速写是用明紫色的碳笔画的。画里,女孩在雨伞下蜷缩着,穿着一件短雨衣,眼睛下面被多涂抹了几笔,象是在哭。

“随便乱画的。”多诺万抢回本子。

“那是上个礼拜,对吧?我记得那件雨衣。”

“你为什么哭呀?”我问。

“和爹妈呗,还想问什么?”笛瑞儿移开目光,然后冲多诺万笑笑,想打破紧张的气氛。“你怎么也应该让我看上去开心点儿呀?再看看我的头发。你知道潮湿的空气对头发会有什么作用的,即便有雨伞遮着?”

“我看到人们什么样,我就画成什么样。他们完美就因为他们是他们的样子。真实,你知道吗?”

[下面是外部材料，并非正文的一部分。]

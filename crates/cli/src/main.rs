mod args;
mod commands;
pub mod defaults;
mod printing;

use anyhow::Result;
use clap::{Parser, Subcommand};

use args::{ExportArgs, FeasibilityArgs, InitArgs, InspectArgs, SimulateArgs};
use commands::{export, feasibility, init, inspect, simulate};

/// LIgO: synthetic immune receptor repertoire simulator
///
/// Draws receptor sequences from a generative model, implants or selects
/// signal motifs at configured rates, and writes annotated sequence datasets
/// or repertoires.
#[derive(Parser, Debug)]
#[command(name = "ligo")]
#[command(author, version, about = "Simulates immune receptor repertoires with implanted signals", long_about = None)]
struct Cli {
    /// Number of threads to use for parallel processing
    ///
    /// If not specified, defaults to the number of logical CPUs.
    #[arg(short = 't', long, global = true)]
    threads: Option<usize>,

    /// Increase log verbosity (-v info, -vv debug)
    #[arg(short, long, action = clap::ArgAction::Count, global = true)]
    verbose: u8,

    #[command(subcommand)]
    command: Commands,
}

#[derive(Subcommand, Debug)]
enum Commands {
    /// Write a starter configuration file.
    ///
    /// Creates a JSON configuration with one motif, one signal and one
    /// simulation item that can be edited and passed to `simulate`.
    Init(Box<InitArgs>),

    /// Run a simulation from a configuration file.
    ///
    /// Sequence datasets are written as TSV files; repertoires are stored in
    /// SQLite and exported with a metadata table.
    Simulate(SimulateArgs),

    /// Dry run: report how often each signal occurs naturally.
    ///
    /// Use this before a long rejection-sampling run to check that the
    /// requested signal rates are reachable.
    Feasibility(FeasibilityArgs),

    /// Show the contents of a repertoire store.
    Inspect(InspectArgs),

    /// Export repertoires from a store to TSV files.
    Export(ExportArgs),
}

fn init_logging(verbose: u8) {
    let level = match verbose {
        0 => "warn",
        1 => "info",
        _ => "debug",
    };
    env_logger::Builder::from_env(env_logger::Env::default().default_filter_or(level)).init();
}

fn main() -> Result<()> {
    let cli = Cli::parse();
    init_logging(cli.verbose);

    if let Some(threads) = cli.threads {
        rayon::ThreadPoolBuilder::new()
            .num_threads(threads)
            .build_global()?;
    }

    match cli.command {
        Commands::Init(args) => {
            init::init_config(&args)?;
        }
        Commands::Simulate(args) => {
            simulate::run_simulation(&args)?;
        }
        Commands::Feasibility(args) => {
            feasibility::run_feasibility(&args)?;
        }
        Commands::Inspect(args) => {
            inspect::show_store(&args)?;
        }
        Commands::Export(args) => {
            export::export_store(&args)?;
        }
    }

    Ok(())
}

“你真不象打球的那种类型的人。”安珀说,从她的午餐盒里抽出一双带花卉图案的筷子。

“不,他是完美的类型。有创造性,聪明,而且,有运动员的气质。”笛瑞儿挽起多诺万的胳膊。“也许,你愿意在我打扮得更——漂亮的时候,画我。”

“我现在就有时间。”多诺万说。

笛瑞儿朝着查德笑笑,收拾起她的西红柿色拉,和多诺万堂而皇之地走了出去。

“怎么总发生这样的事?”安珀把筷子插向桌子。

“什么?”

“她总是能勾搭上男生。”

“我正好在这儿呀。”PJ斜过身子,等着一个吻,但安珀往他的嘴里塞了一颗葡萄。

“我记得你以前总是说多诺万是马屁精呢。”

“他就是。”

“那你为什么还对他卖弄风情?”

安珀耸耸肩,把色拉里所有的绿色葡萄都用筷子挑出来。我看向查德,他陷入沉默,目光锁在了笛瑞儿和多诺万远去的背影上。

第七章

我回到房间时已经很晚了。结果我整个晚上都是在为准备法语考试复习,希望莱斯诺夫人能给我机会重考。我已经决定明天早上第一件事就是向她道歉,说和家里出了点问题。这当然绝非事实。实际上,当九月份临近而我必须该回学校的时候,我妈甭提多高兴了。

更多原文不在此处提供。